"Joy and pleasure are as real as pain and sorrow and one must learn what they have to teach. . . ." -- Sean Russell, from Gatherer of Clouds

"If you're not having fun, you're not doing it right." -- Helyn D. Goldenberg

"I love you and I'm not afraid." -- Evanescence, "My Last Breath"

“If I hear ‘not allowed’ much oftener,” said Sam, “I’m going to get angry.” -- J.R.R. Tolkien, from Lord of the Rings

Saturday, September 29, 2012

Period of Adjustment


It's been a weird couple of months, and I'm still adjusting to new routines. Plus, I got a cold, which puts my brain into sleep mode. There's been a lot to be outraged about, and I may try to catch up on some of it, but this one just hit me today. The story's around, but this report, via Balloon Juice, caught my attention. From the LA Times report:

Strategic Allied Consulting was hired to do voter registration drives in Florida, Virginia, Colorado, North Carolina and Nevada, and had been planning get-out-the-vote drives in Ohio and Wisconsin, according to Sproul.

Sproul owns another company, Lincoln Strategy Group, that was paid about $70,000 by the Mitt Romney campaign during the primaries to gather signatures. He said he created Strategic Allied Consulting at the request of the Republican National Committee because of the bad publicity stemming from the past allegations. In 2004, there were allegations in states such as Nevada and Oregon that employees of his firm -- which had a similar contract with the RNC -- registered Democratic voters and then destroyed their forms. (Sproul noted that no criminal charges were ever filed.)

Strategic Allied was set up at an address in Glen Allen, Va., and Sproul does not show up on the corporate paperwork.

“In order to be able to do the job that the state parties were hiring us to do, the [RNC] asked us to do it with a different company’s name, so as to not be a distraction from the false information put out in the Internet,” Sproul said.
(Emphasis mine.)

Two things about this: You'll note that the RNC and the state party organizations did not decline to do business with Sproul because of past allegations of fraud and other improprieties -- they just asked him to change his name, which is pretty revealing: they have no problem doing business with shady characters if it gets the results they want, and they haven't figured out that this is the Information Age -- you can't hide shit like this.
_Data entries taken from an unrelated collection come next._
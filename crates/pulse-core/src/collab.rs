//! Collaborator contracts: the source feed, the artifact generator and the
//! artifact publisher.
//!
//! These are the only ways the engine talks to the outside world. None of
//! them touch the lineage store.

use std::future::Future;

use chrono::{DateTime, Utc};
use serde::{Deserialize, Serialize};
use thiserror::Error;

use crate::{lineage::Artifact, period::PeriodKey, tier::Tier};

/// An error reported by a collaborator.
#[derive(Debug, Error)]
pub enum CollabError {
  /// The remote side could not be reached or answered with a server error.
  #[error("collaborator unavailable: {0}")]
  Unavailable(String),

  /// The remote side refused the request.
  #[error("collaborator rejected request: {0}")]
  Rejected(String),

  /// The remote side answered, but the answer is unusable.
  #[error("malformed response: {0}")]
  Malformed(String),
}

impl CollabError {
  pub fn is_transient(&self) -> bool { matches!(self, Self::Unavailable(_)) }
}

// ─── Source feed ─────────────────────────────────────────────────────────────

/// One file offered by the source feed.
#[derive(Debug, Clone, PartialEq, Eq, Serialize, Deserialize)]
pub struct SourceItem {
  pub source_id: String,
  pub payload:   String,
  pub timestamp: DateTime<Utc>,
}

/// Lists raw sources. Must be safe to call repeatedly; returning an item that
/// was already offered is expected.
pub trait SourceFeed: Send + Sync {
  fn list_new_sources(
    &self,
    since: Option<DateTime<Utc>>,
  ) -> impl Future<Output = Result<Vec<SourceItem>, CollabError>> + Send + '_;
}

// ─── Generator ───────────────────────────────────────────────────────────────

/// One input handed to the generator.
#[derive(Debug, Clone, PartialEq, Eq, Serialize, Deserialize)]
pub struct InputPayload {
  /// Source id for raw inputs, period key for artifacts.
  pub label: String,
  pub body:  String,
}

#[derive(Debug, Clone, PartialEq, Eq, Serialize, Deserialize)]
pub struct GenerationRequest {
  pub period: PeriodKey,
  pub inputs: Vec<InputPayload>,
}

impl GenerationRequest {
  pub fn tier(&self) -> Tier { self.period.tier() }
}

/// Turns a set of inputs into one summary document. Either a full document
/// or an error; never partial output.
pub trait ArtifactGenerator: Send + Sync {
  fn generate(
    &self,
    request: GenerationRequest,
  ) -> impl Future<Output = Result<String, CollabError>> + Send + '_;
}

// ─── Publisher ───────────────────────────────────────────────────────────────

/// Pushes a committed artifact to outbound channels. Best-effort.
pub trait ArtifactPublisher: Send + Sync {
  fn publish<'a>(
    &'a self,
    artifact: &'a Artifact,
  ) -> impl Future<Output = Result<(), CollabError>> + Send + 'a;
}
Also, too, the stress on the fact that no criminal charges were ever brought: It's a sad statement on the degree of cynicism in this country about our justice system that this carries no weight whatsoever. Perhaps I'm more cynical than most, but my first question was, "Were the state Attorneys General, or the DAs in charge of the investigations, Republicans?" If they were Democrats, then maybe there's no fire, in spite of the smoke. If they were, big whip.

And "distraction"? Yeah, I guess if you're going back to the same shady character and it's public information, it might be a distraction -- that is, it would distract from your own distractions about "voter fraud."

The mindset here is staggering.

Now that I'm feeling better, maybe I'll go after the Catholic bishops -- they've been in rare form lately.